O primeiro estudo, uma parceria do Instituto Oswaldo Cruz, Fiocruz, do Rio, com o Instituto Pasteur, da França, avaliou a competência vetorial dos mosquitos do gênero Aedes enquanto transmissores do zika em cinco regiões: Brasil, Estados Unidos, e os territórios ultramarinos franceses Martinica, Guadalupe e Guiana Francesa.

Amostras de Aedes aegypti e Aedes albopictus foram expostos ao zika e acompanhados em três aspectos para estimar o potencial de transmitirem o vírus.

Primeiramente, observou-se a taxa de infecção, que é indicativa da aptidão do vírus de invadir e se reproduzir nas células epiteliais do intestino do mosquito. Depois, foi observada a taxa de disseminação, que demonstra se há a presença do vírus em outras partes do organismo.

Finalmente, foi investigado a presença de zika na saliva do inseto, que é o aspecto indicativo de que o ciclo foi completado e o mosquito está pronto para transmitir a doença ao picar um humano.

A conclusão foi de que a capacidade do Aedes aegypti de apresentar o vírus Zika na saliva é reduzido. De cada cem mosquitos do Aedes aegypti infectados, em apenas vinte o vírus chega até o estágio final, alcançando a saliva, o que torna-os capazes de transmitir o vírus.

No caso da dengue, por exemplo, de cada cem mosquitos infectados, 40 viram transmissores. Já com a chikungunya a taxa é maior ainda: 70 para cada cem.

“Não podemos descartar a possibilidade de que existam mais vias de transmissão, através de outros vetores ou diretamente de uma pessoa para a outra, por meio de fluidos corporais”, afirmou o coordenador da pesquisa Ricardo Lourenço em comunicado.

Transmissão sexual

A primeira transmissão documentada do Zika por contato sexual ocorreu em 2008, quando um médico americano passou a doença à esposa após retornar de uma viagem ao Senegal. O paciente manteve relações com a parceira, que em seguida apresentou os sintomas de zika. Testes nas amostras de sangue comprovaram a presença da doença.

Com a epidemia atual, o Centro para Controle de Doenças e Prevenção (CDC) dos Estados Unidos passou a monitorar possíveis casos de contágio por via sexual.
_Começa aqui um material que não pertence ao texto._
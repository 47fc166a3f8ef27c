//! # shoal-orchestrator
//!
//! Runs one shell command on many hosts at once.
//!
//! A [`Fleet`] holds the registered hosts, their SSH sessions and the job
//! history for each. The [`JobDispatcher`] fans commands out and collects
//! exit codes, and the [`InteractiveBridge`] attaches the local terminal to a
//! job that is still running.
//!
//! ```text
//! Fleet ── HostRegistry        ordered host specs, reference resolution
//!       ── ConnectionManager   one session per host, reconnect on demand
//!       ── JobHistory          JobRecords per host (status, output, kill order)
//! ```

mod bridge;
mod connection;
mod dispatcher;
mod fleet;
mod history;
mod registry;
mod terminal;

pub use bridge::{attach, InteractiveBridge, JoinOutcome, ESCAPE_BYTE};
pub use connection::{ConnectionManager, ConnectionStatus};
pub use dispatcher::{DispatchReport, HostOutcome, JobDispatcher, JobWorker};
pub use fleet::{Fleet, HostSummary};
pub use history::{
    Attachment, JobHistory, JobRecord, JobSummary, KillOrder, LiveEvent, OutputBuffer,
};
pub use registry::HostRegistry;
pub use terminal::TerminalGuard;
Segundo o CDC, o vírus se mantém presente por mais tempo no sêmen do que no sangue.

Durante o primeiro mês de fevereiro, o centro recebeu 14 relatos de possíveis transmissões. Desses, dois casos foram confirmados laboratorialmente e outros quatro foram considerados prováveis. Todas as pessoas infectadas eram mulheres cujos parceiros retornaram recentemente de regiões afetadas pela epidemia.

Saliva e amamentação

Em fevereiro a Fiocruz identificou a presença ativa do Zika na saliva e na urina. Na ocasião, o presidente da instituição, Paulo Gadelha, afirmou que “o fato de haver um vírus ativo com capacidade de infecção na urina e na saliva não é uma comprovação ainda. E nem significa que necessariamente o será ou que há possibilidade de infecção de outras pessoas de maneira sistêmica através desses fluidos”.

A OMS não reconhece o aleitamento materno como fator de risco de transmissão. Igualmente, o CDC afirma que não houve casos reportados. Com base nisso, a recomendação é de que mães não suspendam a amamentação.

A forma comprovada de contágio mãe-filho se dá na gestação e na hora do nascimento. Transfusões de sangue também são uma forma de contágio possível.